:: What is needed ::
Here is the listing. Report each line in it that contains the string "Element".

:: Data to process ::
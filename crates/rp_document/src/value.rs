use alloc::borrow::ToOwned;
use alloc::string::{String, ToString};
use alloc::vec::Vec;
use core::fmt;

use crate::{Element, Kind, Map};

// -----------------------------------------------------------------------------
// Value

/// A single document fragment.
///
/// Associative documents are trees of [`Value::Map`]; markup documents are
/// trees of [`Value::Node`]. The representer engine only ever sees values that
/// a format collaborator already parsed.
///
/// # Examples
///
/// ```
/// use rp_document::{Kind, Value};
///
/// let songs = Value::from(vec![Value::from("Two Kevins"), Value::from("Wright and Rong")]);
///
/// assert_eq!(songs.kind(), Kind::List);
/// assert_eq!(songs.as_list().map(<[Value]>::len), Some(2));
/// ```
#[derive(Clone, Debug, Default, PartialEq)]
pub enum Value {
    #[default]
    Nil,
    Bool(bool),
    Int(i64),
    /// An unsigned integer above `i64::MAX`. Smaller ones are [`Value::Int`].
    UInt(u64),
    Float(f64),
    Text(String),
    List(Vec<Value>),
    Map(Map),
    Node(Element),
}

impl Value {
    /// Returns the [`Kind`] of this value.
    pub const fn kind(&self) -> Kind {
        match self {
            Value::Nil => Kind::Nil,
            Value::Bool(_) => Kind::Bool,
            Value::Int(_) | Value::UInt(_) => Kind::Int,
            Value::Float(_) => Kind::Float,
            Value::Text(_) => Kind::Text,
            Value::List(_) => Kind::List,
            Value::Map(_) => Kind::Map,
            Value::Node(_) => Kind::Node,
        }
    }

    #[inline]
    pub const fn is_nil(&self) -> bool {
        matches!(self, Value::Nil)
    }

    /// Returns `true` for booleans, numbers and text.
    #[inline]
    pub const fn is_scalar(&self) -> bool {
        matches!(
            self,
            Value::Bool(_) | Value::Int(_) | Value::UInt(_) | Value::Float(_) | Value::Text(_)
        )
    }

    #[inline]
    pub const fn as_bool(&self) -> Option<bool> {
        match self {
            Value::Bool(v) => Some(*v),
            _ => None,
        }
    }

    #[inline]
    pub const fn as_int(&self) -> Option<i64> {
        match self {
            Value::Int(v) => Some(*v),
            _ => None,
        }
    }

    /// Returns the value as `f64`, widening integers.
    #[inline]
    pub const fn as_float(&self) -> Option<f64> {
        match self {
            Value::Float(v) => Some(*v),
            Value::Int(v) => Some(*v as f64),
            Value::UInt(v) => Some(*v as f64),
            _ => None,
        }
    }

    #[inline]
    pub fn as_str(&self) -> Option<&str> {
        match self {
            Value::Text(v) => Some(v.as_str()),
            _ => None,
        }
    }

    #[inline]
    pub fn as_list(&self) -> Option<&[Value]> {
        match self {
            Value::List(v) => Some(v.as_slice()),
            _ => None,
        }
    }

    #[inline]
    pub const fn as_map(&self) -> Option<&Map> {
        match self {
            Value::Map(v) => Some(v),
            _ => None,
        }
    }

    #[inline]
    pub const fn as_node(&self) -> Option<&Element> {
        match self {
            Value::Node(v) => Some(v),
            _ => None,
        }
    }

    /// Renders a scalar as markup text.
    ///
    /// Returns `None` for nil, lists, maps and nodes.
    ///
    /// ```
    /// use rp_document::Value;
    ///
    /// assert_eq!(Value::Int(2).scalar_text().as_deref(), Some("2"));
    /// assert_eq!(Value::Nil.scalar_text(), None);
    /// ```
    pub fn scalar_text(&self) -> Option<String> {
        match self {
            Value::Bool(v) => Some(v.to_string()),
            Value::Int(v) => Some(v.to_string()),
            Value::UInt(v) => Some(v.to_string()),
            Value::Float(v) => Some(v.to_string()),
            Value::Text(v) => Some(v.clone()),
            _ => None,
        }
    }
}

impl fmt::Display for Value {
    /// Scalars print bare, everything else prints its [`Kind`] in angle brackets.
    fn fmt(&self, f: &mut fmt::Formatter<'_>) -> fmt::Result {
        match self {
            Value::Bool(v) => fmt::Display::fmt(v, f),
            Value::Int(v) => fmt::Display::fmt(v, f),
            Value::UInt(v) => fmt::Display::fmt(v, f),
            Value::Float(v) => fmt::Display::fmt(v, f),
            Value::Text(v) => f.write_str(v),
            other => write!(f, "<{}>", other.kind()),
        }
    }
}

// -----------------------------------------------------------------------------
// Conversions

impl From<bool> for Value {
    #[inline]
    fn from(value: bool) -> Self {
        Value::Bool(value)
    }
}

impl From<i64> for Value {
    #[inline]
    fn from(value: i64) -> Self {
        Value::Int(value)
    }
}

impl From<i32> for Value {
    #[inline]
    fn from(value: i32) -> Self {
        Value::Int(value as i64)
    }
}

impl From<u32> for Value {
    #[inline]
    fn from(value: u32) -> Self {
        Value::Int(value as i64)
    }
}

impl From<u64> for Value {
    /// Stays a [`Value::Int`] whenever the value fits.
    #[inline]
    fn from(value: u64) -> Self {
        match i64::try_from(value) {
            Ok(v) => Value::Int(v),
            Err(_) => Value::UInt(value),
        }
    }
}

impl From<f64> for Value {
    #[inline]
    fn from(value: f64) -> Self {
        Value::Float(value)
    }
}

impl From<&str> for Value {
    #[inline]
    fn from(value: &str) -> Self {
        Value::Text(value.to_owned())
    }
}

impl From<String> for Value {
    #[inline]
    fn from(value: String) -> Self {
        Value::Text(value)
    }
}

impl From<Vec<Value>> for Value {
    #[inline]
    fn from(value: Vec<Value>) -> Self {
        Value::List(value)
    }
}

impl From<Map> for Value {
    #[inline]
    fn from(value: Map) -> Self {
        Value::Map(value)
    }
}

impl From<Element> for Value {
    #[inline]
    fn from(value: Element) -> Self {
        Value::Node(value)
    }
}

impl<T: Into<Value>> From<Option<T>> for Value {
    #[inline]
    fn from(value: Option<T>) -> Self {
        match value {
            Some(v) => v.into(),
            None => Value::Nil,
        }
    }
}

impl<T: Into<Value>> FromIterator<T> for Value {
    fn from_iter<I: IntoIterator<Item = T>>(iter: I) -> Self {
        Value::List(iter.into_iter().map(Into::into).collect())
    }
}

#[cfg(test)]
mod tests {
    use alloc::vec;

    use super::Value;
    use crate::{Kind, Map};

    #[test]
    fn kinds() {
        assert_eq!(Value::Nil.kind(), Kind::Nil);
        assert_eq!(Value::from(true).kind(), Kind::Bool);
        assert_eq!(Value::from(2).kind(), Kind::Int);
        assert_eq!(Value::from(2.5).kind(), Kind::Float);
        assert_eq!(Value::from("x").kind(), Kind::Text);
        assert_eq!(Value::from(vec![Value::Nil]).kind(), Kind::List);
        assert_eq!(Value::from(Map::new()).kind(), Kind::Map);
    }

    #[test]
    fn unsigned_stays_int_when_it_fits() {
        assert_eq!(Value::from(7u64), Value::Int(7));
        assert_eq!(Value::from(1u64 << 63), Value::UInt(1 << 63));
        assert_eq!(Value::UInt(u64::MAX).kind(), Kind::Int);
        assert_eq!(Value::UInt(u64::MAX).scalar_text().as_deref(), Some("18446744073709551615"));
    }

    #[test]
    fn option_into_nil() {
        let none: Option<&str> = None;
        assert!(Value::from(none).is_nil());
        assert_eq!(Value::from(Some("Nofx")), Value::from("Nofx"));
    }

    #[test]
    fn collect_into_list() {
        let list: Value = ["a", "b"].into_iter().collect();
        assert_eq!(list, Value::List(vec![Value::from("a"), Value::from("b")]));
    }

    #[test]
    fn display() {
        assert_eq!(alloc::format!("{}", Value::from("Fat")), "Fat");
        assert_eq!(alloc::format!("{}", Value::Nil), "<null>");
    }
}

:: Solution ::
use crate::{Element, Kind, Map};
    Node(Element),
    pub const fn as_node(&self) -> Option<&Element> {
impl From<Element> for Value {
    fn from(value: Element) -> Self {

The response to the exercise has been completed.